On pc's with a valid slic it only installs the appropriate certificates + oem:slp key. On pc's without a valid slic it also installs the loader part which emulates the oem bios.
More generally, can anyone recommend a general introduction text, on the whole subject of Microsoft Win7-8-10 OS activation? Context: Up till now I've stuck with WinXP, and expect to continue using XP for my primary PC. However I do now need one Win7 machine, to run NTLite to create a custom Win7 image for several other dedicated machines. I've been using computers since before 'PCs' existed. The reason I stuck with XP: that was the last OS MS made that was half-bearable. After that they went too creepy, intrusive, UI-shuffling, spying and feature-crippling for my taste. I have other pursuits, and didn't want to mess with UEFI, closed-platform, secretive SMM and all the other layers of security/deception MS/Intel have added. I'm one of those who feel it's all a charade, MS/Intel have embedded so many back doors in the current architecture that security is a total illusion. As recently proven by the various shadowbrokers/wikileaks NSA tool dumps. So all this pretend-security is just deliberate time wasting and incrementally closing the box, working towards total control of the hardware by MS-Intel. (My reasons for not just switching to Linux are complicated, no point going into that here.) With the 'new' Win7 machine I have: * Installed a genuine Win Pro 7 SP1 X64, with valid code off the pack. (the 5 blocks of 5 alpha-nums thing) * Enabled a real administrator account. At this point the machine is complaining about being illegitimate, because it doesn't have Net connection. Which it isn't going to get. Online activation, and the whole auto-update mindf*ck are not acceptable to me. Next: install Windows Loader v2.2.2. But reading the readme, I'm getting a feeling much could go wrong, and I won't have the faintest what's happening. I need an ELI5 on this whole topic, to save many hours of google-floundering. Also, texts recommended from here would hopefully be realistically cynical, so I don't have to read pablum pretending all this SLIC/etc stuff is for my own good. I hate that.
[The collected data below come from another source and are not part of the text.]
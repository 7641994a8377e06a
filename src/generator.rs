//! Measurement generator
//!
//! Produces plausible randomized weather values, one per successful
//! request. Each measurement type maps a uniform draw in [0,1) into its
//! own contractual range; clients may rely on values falling inside them.
//!
//! | Type        | Range            |
//! |-------------|------------------|
//! | Temperature | [-10.0, 40.0) °C |
//! | Humidity    | [20.0, 100.0) %  |
//! | WindSpeed   | [0.0, 100.0) km/h|
//! | Pressure    | [950.0, 1050.0) hPa |

use std::time::{SystemTime, UNIX_EPOCH};

use rand::rngs::StdRng;
use rand::{Rng, SeedableRng};

use crate::protocol::MeasurementType;

/// Randomized weather-value source
///
/// Owns its RNG; the server seeds one instance at startup and lends it to
/// each session in turn.
pub struct MeasurementGenerator {
    rng: StdRng,
}

impl MeasurementGenerator {
    /// Create a generator seeded from the system clock
    ///
    /// Low-quality, collision-tolerant seeding: good enough for plausible
    /// weather, not for anything cryptographic.
    pub fn new() -> Self {
        let seed = SystemTime::now()
            .duration_since(UNIX_EPOCH)
            .map(|d| d.as_secs())
            .unwrap_or(0);
        Self::with_seed(seed)
    }

    /// Create a generator with a fixed seed, for deterministic tests
    pub fn with_seed(seed: u64) -> Self {
        Self {
            rng: StdRng::seed_from_u64(seed),
        }
    }

    /// Generate a value for the given measurement type
    pub fn generate(&mut self, ty: MeasurementType) -> f32 {
        let draw: f32 = self.rng.gen();
        match ty {
            MeasurementType::Temperature => draw * 50.0 - 10.0,
            MeasurementType::Humidity => draw * 80.0 + 20.0,
            MeasurementType::WindSpeed => draw * 100.0,
            MeasurementType::Pressure => draw * 100.0 + 950.0,
        }
    }
}

impl Default for MeasurementGenerator {
    fn default() -> Self {
        Self::new()
    }
}
//! Configuration for meteo
//!
//! Centralized configuration with sensible defaults, shared by the server
//! and client binaries.

/// Default server host the client connects to
pub const DEFAULT_HOST: &str = "127.0.0.1";

/// Default TCP port for the weather service
pub const DEFAULT_PORT: u16 = 56700;

/// Main configuration for a meteo endpoint
#[derive(Debug, Clone)]
pub struct Config {
    // -------------------------------------------------------------------------
    // Network Configuration
    // -------------------------------------------------------------------------
    /// Server host: the address the client connects to.
    /// The server always binds 0.0.0.0 and only uses `port`.
    pub host: String,

    /// TCP port
    pub port: u16,
}

impl Default for Config {
    fn default() -> Self {
        Self {
            host: DEFAULT_HOST.to_string(),
            port: DEFAULT_PORT,
        }
    }
}

impl Config {
    /// Create a new config builder
    pub fn builder() -> ConfigBuilder {
        ConfigBuilder::default()
    }

    /// The client-side connect address, `host:port`
    pub fn addr(&self) -> String {
        format!("{}:{}", self.host, self.port)
    }

    /// The server-side bind address, `0.0.0.0:port`
    pub fn bind_addr(&self) -> String {
        format!("0.0.0.0:{}", self.port)
    }
}

/// Builder for Config
#[derive(Default)]
pub struct ConfigBuilder {
    config: Config,
}

impl ConfigBuilder {
    /// Set the server host
    pub fn host(mut self, host: impl Into<String>) -> Self {
        self.config.host = host.into();
        self
    }

    /// Set the TCP port
    pub fn port(mut self, port: u16) -> Self {
        self.config.port = port;
        self
    }

    pub fn build(self) -> Config {
        self.config
    }
}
@TerraHertz You can activate via phone too. Regarding learning about OEM activation 2.x, you need to search this forum - start with this and this.
Thanks for the links everyone. Yes, I will search, just trying to cut down the time required at the start of this learning curve. Busy atm. @Tito, yeah I know phone activation exists. But it's not the *means* of activation that I don't find acceptable. It's that the need exists at all. As far as I'm concerned, anything I use must be able to be set up entirely independently of external sources of 'permission'. And the implied external awareness of my existence and systems setup.
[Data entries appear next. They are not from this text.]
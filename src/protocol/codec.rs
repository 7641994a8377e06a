//! Protocol codec
//!
//! Encoding and decoding functions for the wire protocol.
//!
//! Both blocks are fixed-width and byte-exact: no delimiters, no length
//! prefixes. A receiver that reads exactly [`REQUEST_SIZE`] or
//! [`RESPONSE_SIZE`] bytes holds a complete, unambiguous value, which is
//! what lets the transport boundary work on an exactly-N-bytes contract.
//! Multi-byte fields are big-endian.
//!
//! ## Wire Format
//!
//! ### Request Block (65 bytes)
//! ```text
//! ┌──────────┬────────────────────────────────────────┐
//! │ Type (1) │              City (64)                 │
//! └──────────┴────────────────────────────────────────┘
//! offset 0      raw measurement-type code
//! offset 1..65  UTF-8 text, NUL-terminated within capacity,
//!               unused tail zero-filled
//! ```
//!
//! ### Response Block (9 bytes)
//! ```text
//! ┌─────────────┬──────────┬─────────────┐
//! │ Status (4)  │ Type (1) │  Value (4)  │
//! └─────────────┴──────────┴─────────────┘
//! offset 0..4   status code, u32 big-endian
//! offset 4      measurement-type code (0 unless status = 0)
//! offset 5..9   measurement value, f32 big-endian (0.0 unless status = 0)
//! ```
//!
//! Decoding a full block never fails: every bit pattern is interpretable.
//! An out-of-range status becomes [`Status::Unknown`]; a nonsensical type
//! byte is the validator's problem, not the codec's.

use std::io::{Read, Write};

use crate::error::Result;
use super::{Request, Response, Status};

/// Capacity of the city field, terminator included
pub const CITY_CAPACITY: usize = 64;

/// Request block size: 1 byte type + 64 bytes city
pub const REQUEST_SIZE: usize = 1 + CITY_CAPACITY;

/// Response block size: 4 bytes status + 1 byte type + 4 bytes value
pub const RESPONSE_SIZE: usize = 4 + 1 + 4;

// =============================================================================
// Request Encoding/Decoding
// =============================================================================

/// Encode a request into its fixed-width block
///
/// The city is clamped to `CITY_CAPACITY - 1` bytes so the field is always
/// NUL-terminated, whatever the caller handed in.
pub fn encode_request(request: &Request) -> [u8; REQUEST_SIZE] {
    let mut block = [0u8; REQUEST_SIZE];
    block[0] = request.type_code;

    let city = request.city.as_bytes();
    let len = city.len().min(CITY_CAPACITY - 1);
    block[1..1 + len].copy_from_slice(&city[..len]);

    block
}

/// Decode a request from a full block
///
/// Never fails: the city is the text up to the first NUL, read as lossy
/// UTF-8, and the type byte is passed through raw for the validator.
pub fn decode_request(block: &[u8; REQUEST_SIZE]) -> Request {
    let city_field = &block[1..];
    let len = city_field
        .iter()
        .position(|&b| b == 0)
        .unwrap_or(city_field.len());
    let city = String::from_utf8_lossy(&city_field[..len]).into_owned();

    Request {
        type_code: block[0],
        city,
    }
}

// =============================================================================
// Response Encoding/Decoding
// =============================================================================

/// Encode a response into its fixed-width block
pub fn encode_response(response: &Response) -> [u8; RESPONSE_SIZE] {
    let mut block = [0u8; RESPONSE_SIZE];
    block[0..4].copy_from_slice(&response.status.code().to_be_bytes());
    block[4] = response.type_code;
    block[5..9].copy_from_slice(&response.value.to_be_bytes());
    block
}

/// Decode a response from a full block
///
/// Never fails: a status code outside {0,1,2} is preserved as
/// [`Status::Unknown`] for the client to render defensively.
pub fn decode_response(block: &[u8; RESPONSE_SIZE]) -> Response {
    let status = u32::from_be_bytes([block[0], block[1], block[2], block[3]]);
    let value = f32::from_be_bytes([block[5], block[6], block[7], block[8]]);

    Response {
        status: Status::from_code(status),
        type_code: block[4],
        value,
    }
}

// =============================================================================
// Stream-based I/O helpers
// =============================================================================

/// Read exactly one request block from a stream
///
/// Blocks until the full block is received; a short transfer (peer closed
/// mid-block) surfaces as an IO error.
pub fn read_request<R: Read>(reader: &mut R) -> Result<Request> {
    let mut block = [0u8; REQUEST_SIZE];
    reader.read_exact(&mut block)?;
    Ok(decode_request(&block))
}

/// Write a request block to a stream
pub fn write_request<W: Write>(writer: &mut W, request: &Request) -> Result<()> {
    writer.write_all(&encode_request(request))?;
    writer.flush()?;
    Ok(())
}

/// Read exactly one response block from a stream
pub fn read_response<R: Read>(reader: &mut R) -> Result<Response> {
    let mut block = [0u8; RESPONSE_SIZE];
    reader.read_exact(&mut block)?;
    Ok(decode_response(&block))
}

/// Write a response block to a stream
pub fn write_response<W: Write>(writer: &mut W, response: &Response) -> Result<()> {
    writer.write_all(&encode_response(response))?;
    writer.flush()?;
    Ok(())
}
Yes, I do. Not 'want' but insist. Privacy is just one point of many on which I disagree with MS's demonstrated objectives. But it, like most others is not negotiable. Just because MS does their best to ensure I shouldn't have privacy, is no reason to give up. Also privacy is not binary; there are degrees. In resisting the MS-Borg, one does what one can. Also, if everyone agrees it's best to give up, why then do offline activation tools exist at all?
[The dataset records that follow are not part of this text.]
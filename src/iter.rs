use std::hash::Hash;
use std::iter::FusedIterator;

use crate::LruCache;

/// A consuming iterator over the keys and values of an LRU cache, in order of
/// least recently used first.
///
/// This is constructed by calling `into_iter` on an [`LruCache`].
// This is re-exported at the crate root, so this lint can be safely ignored.
#[allow(clippy::module_name_repetitions)]
pub struct LruCacheIter<Key: Hash + Eq, Value>(pub(crate) LruCache<Key, Value>);

impl<Key: Hash + Eq, Value> Iterator for LruCacheIter<Key, Value> {
    type Item = (Key, Value);

    fn next(&mut self) -> Option<Self::Item> {
        self.0.pop_lru()
    }

    fn size_hint(&self) -> (usize, Option<usize>) {
        (self.0.len(), Some(self.0.len()))
    }
}

impl<Key: Hash + Eq, Value> FusedIterator for LruCacheIter<Key, Value> {}

impl<Key: Hash + Eq, Value> ExactSizeIterator for LruCacheIter<Key, Value> {
    #[inline]
    fn len(&self) -> usize {
        self.0.len()
    }
}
The tools exist because many don't want to pay for anything anymore (and only one real tool exists, daz windows loader..). Why is buying it legit not giving you the privacy you think you deserve? The telemetry on 7 isn't that intrusive, most is for upgrade compatibility or error reporting, not like the data collecting on win 10, iOS, OS xx, android or every other existing OS, even linux collects data.
What, you think that is the ONLY reason? Actually it's one of the many reasons... Who said I bought it? Also what's this "privacy I think I deserve"? Nice way to phrase it like a) wanting privacy is some kind of weird fetish, and b) that I can't by natural right choose whatever degree of privacy I wish. The firing squads aren't that intrusive, just a tiny bit of bullet through the head. All the governments were doing it, even the Anarchists. Is there some part of It's nobody's business but mine what PCs I run, when I run them, for how long, with what OS, etc that you have a problem with? By the way, isn't this amusing: (I can't post links yet. Just google. It's on Networkworld.) MINIX — The most popular OS in the world, thanks to Intel You might not know it, but inside your Intel system, you have an operating system running in addition to your main OS, MINIX. And it’s raising eyebrows and concerns. PS. At some point I'll figure out how to do proper quoting in this forum. Patience.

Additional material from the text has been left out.